A highly plausible theory is that voters voted for economic security. 67 and 68 percent of voters in Sungai Besar and Kuala Kangsar respectively are ethnic Malays, many of whom are farmers who benefit directly from subsidies and access to fertilizers and pesticides through a government agency known as the Federal Land Development Authority (FELDA). Hit by falling commodity prices and rising living costs, many of them are attracted by more handouts promised by Najib’s government (Najib has pledged bigger subsidies for rice farmers and rubber planters in the 2016 budget). Malaysia’s economic poor form a decisive voting bloc that Najib intends to further cultivate.

Another factor that cannot be ignored is BN’s unconventional placement of Budiman, an easy-going, local assemblyman who is younger and a more attractive politician that his PAS rival, an outsider Dr. Rani Osman. In the end the much-touted Selangor win could simply be the result of a personality contest rather than a vote along party lines. What makes for interesting analysis is why BN won more of the decisive Chinese vote – about a quarter of the electorate – than its opposition rivals.

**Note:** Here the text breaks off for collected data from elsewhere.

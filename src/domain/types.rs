// ==========================================
// Correlativities Engine - Domain Types
// ==========================================
// Strongly-typed identifiers and closed enums shared by every layer.
// Serialized forms match the stored strings.
// ==========================================

use serde::{Deserialize, Serialize};
use std::fmt;
use std::str::FromStr;

// ==========================================
// Identifiers
// ==========================================
// String-backed newtypes so a subject id can never be passed where a
// student id is expected.
macro_rules! string_id {
    ($(#[$meta:meta])* $name:ident) => {
        $(#[$meta])*
        #[derive(Debug, Clone, PartialEq, Eq, PartialOrd, Ord, Hash, Serialize, Deserialize)]
        #[serde(transparent)]
        pub struct $name(String);

        impl $name {
            pub fn new(value: impl Into<String>) -> Self {
                Self(value.into())
            }

            pub fn as_str(&self) -> &str {
                &self.0
            }

            /// True when the id is empty or whitespace only
            pub fn is_blank(&self) -> bool {
                self.0.trim().is_empty()
            }
        }

        impl fmt::Display for $name {
            fn fmt(&self, f: &mut fmt::Formatter<'_>) -> fmt::Result {
                f.write_str(&self.0)
            }
        }

        impl From<&str> for $name {
            fn from(value: &str) -> Self {
                Self(value.to_string())
            }
        }

        impl From<String> for $name {
            fn from(value: String) -> Self {
                Self(value)
            }
        }
    };
}

string_id!(
    /// Student identifier
    StudentId
);
string_id!(
    /// Subject identifier
    SubjectId
);
string_id!(
    /// Career (degree program) identifier
    CareerId
);
string_id!(
    /// Enrollment record identifier
    EnrollmentId
);
string_id!(
    /// Prerequisite edge identifier
    PrerequisiteId
);

// ==========================================
// Enrollment Status
// ==========================================
// Stored as `active` / `completed` / `dropped`
#[derive(Debug, Clone, Copy, PartialEq, Eq, Hash, Serialize, Deserialize)]
#[serde(rename_all = "lowercase")]
pub enum EnrollmentStatus {
    Active,    // currently taking the subject
    Completed, // passed
    Dropped,   // abandoned
}

impl EnrollmentStatus {
    pub fn to_db_str(&self) -> &'static str {
        match self {
            EnrollmentStatus::Active => "active",
            EnrollmentStatus::Completed => "completed",
            EnrollmentStatus::Dropped => "dropped",
        }
    }

    /// Whether a record with this status occupies a seat
    pub fn occupies_seat(&self) -> bool {
        matches!(self, EnrollmentStatus::Active)
    }
}

impl fmt::Display for EnrollmentStatus {
    fn fmt(&self, f: &mut fmt::Formatter<'_>) -> fmt::Result {
        f.write_str(self.to_db_str())
    }
}

/// Unknown status string
#[derive(Debug, Clone, PartialEq, Eq, thiserror::Error)]
#[error("unknown enrollment status: {0}")]
pub struct ParseStatusError(pub String);

impl FromStr for EnrollmentStatus {
    type Err = ParseStatusError;

    fn from_str(s: &str) -> Result<Self, Self::Err> {
        match s.trim().to_ascii_lowercase().as_str() {
            "active" => Ok(EnrollmentStatus::Active),
            "completed" => Ok(EnrollmentStatus::Completed),
            "dropped" => Ok(EnrollmentStatus::Dropped),
            other => Err(ParseStatusError(other.to_string())),
        }
    }
}

// ==========================================
// Subject Eligibility Status
// ==========================================
// Derived per (student, subject); never persisted.
// Also used as the correlativities graph node state.
#[derive(Debug, Clone, Copy, PartialEq, Eq, Hash, Serialize, Deserialize)]
#[serde(rename_all = "SCREAMING_SNAKE_CASE")]
pub enum SubjectEligibilityStatus {
    AlreadyPassed,     // completed
    CurrentlyEnrolled, // active
    Locked,            // at least one prerequisite not completed
    Available,         // all prerequisites completed
}

impl SubjectEligibilityStatus {
    pub fn as_str(&self) -> &'static str {
        match self {
            SubjectEligibilityStatus::AlreadyPassed => "ALREADY_PASSED",
            SubjectEligibilityStatus::CurrentlyEnrolled => "CURRENTLY_ENROLLED",
            SubjectEligibilityStatus::Locked => "LOCKED",
            SubjectEligibilityStatus::Available => "AVAILABLE",
        }
    }

    /// i18n key of the user-facing label
    pub fn label_key(&self) -> &'static str {
        match self {
            SubjectEligibilityStatus::AlreadyPassed => "status.already_passed",
            SubjectEligibilityStatus::CurrentlyEnrolled => "status.currently_enrolled",
            SubjectEligibilityStatus::Locked => "status.locked",
            SubjectEligibilityStatus::Available => "status.available",
        }
    }
}

impl fmt::Display for SubjectEligibilityStatus {
    fn fmt(&self, f: &mut fmt::Formatter<'_>) -> fmt::Result {
        f.write_str(self.as_str())
    }
}

#[cfg(test)]
mod tests {
    use super::*;

    #[test]
    fn test_status_round_trip_through_db_str() {
        for status in [
            EnrollmentStatus::Active,
            EnrollmentStatus::Completed,
            EnrollmentStatus::Dropped,
        ] {
            assert_eq!(status.to_db_str().parse::<EnrollmentStatus>(), Ok(status));
        }
    }

    #[test]
    fn test_status_parse_is_lenient_on_case_and_spaces() {
        assert_eq!(" Completed ".parse(), Ok(EnrollmentStatus::Completed));
        assert!("approved".parse::<EnrollmentStatus>().is_err());
    }

    #[test]
    fn test_only_active_occupies_seat() {
        assert!(EnrollmentStatus::Active.occupies_seat());
        assert!(!EnrollmentStatus::Completed.occupies_seat());
        assert!(!EnrollmentStatus::Dropped.occupies_seat());
    }

    #[test]
    fn test_eligibility_status_serializes_screaming_snake_case() {
        let json = serde_json::to_string(&SubjectEligibilityStatus::AlreadyPassed).unwrap();
        assert_eq!(json, "\"ALREADY_PASSED\"");
        assert_eq!(
            SubjectEligibilityStatus::CurrentlyEnrolled.to_string(),
            "CURRENTLY_ENROLLED"
        );
    }

    #[test]
    fn test_blank_ids() {
        assert!(SubjectId::new("  ").is_blank());
        assert!(!StudentId::from("S-1").is_blank());
        let json = serde_json::to_string(&CareerId::new("C1")).unwrap();
        assert_eq!(json, "\"C1\"");
    }
}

Despite support amongst Twitter users in Selangor for PAS proposals to introduce the Islamic penal code (hudud), this has not translated into electoral advantage for PAS. One explanation is the small gap between BN’s promotion of Islamic doctrines and PAS-proposed hudud law. Najib’s attempt to woo the Malay-Muslim majority seems to have worked – he had crossed the aisle and reached out to PAS to work together on issues of Islamic doctrine.

While the by-election result is perceived to be a proxy of some sort for Najib’s approval rating, the above analysis shows a myriad of factors that point to something other than genuine support for BN and Najib. Prevailing opinion states that the by-election win is a confirmation of BN’s improved electoral prospects, allowing the coalition to stage a comeback in Selangor, a conclusion that analysts hesitated to draw from the BN’s victory last month in the Sarawak state polls given the dominance of local East Malaysia issues. My own conclusion is that the predictive value of the by-elections for future General Elections is limited. What it does prove is that the opposition has not got its act together and opposition disunity can and has benefited BN electorally.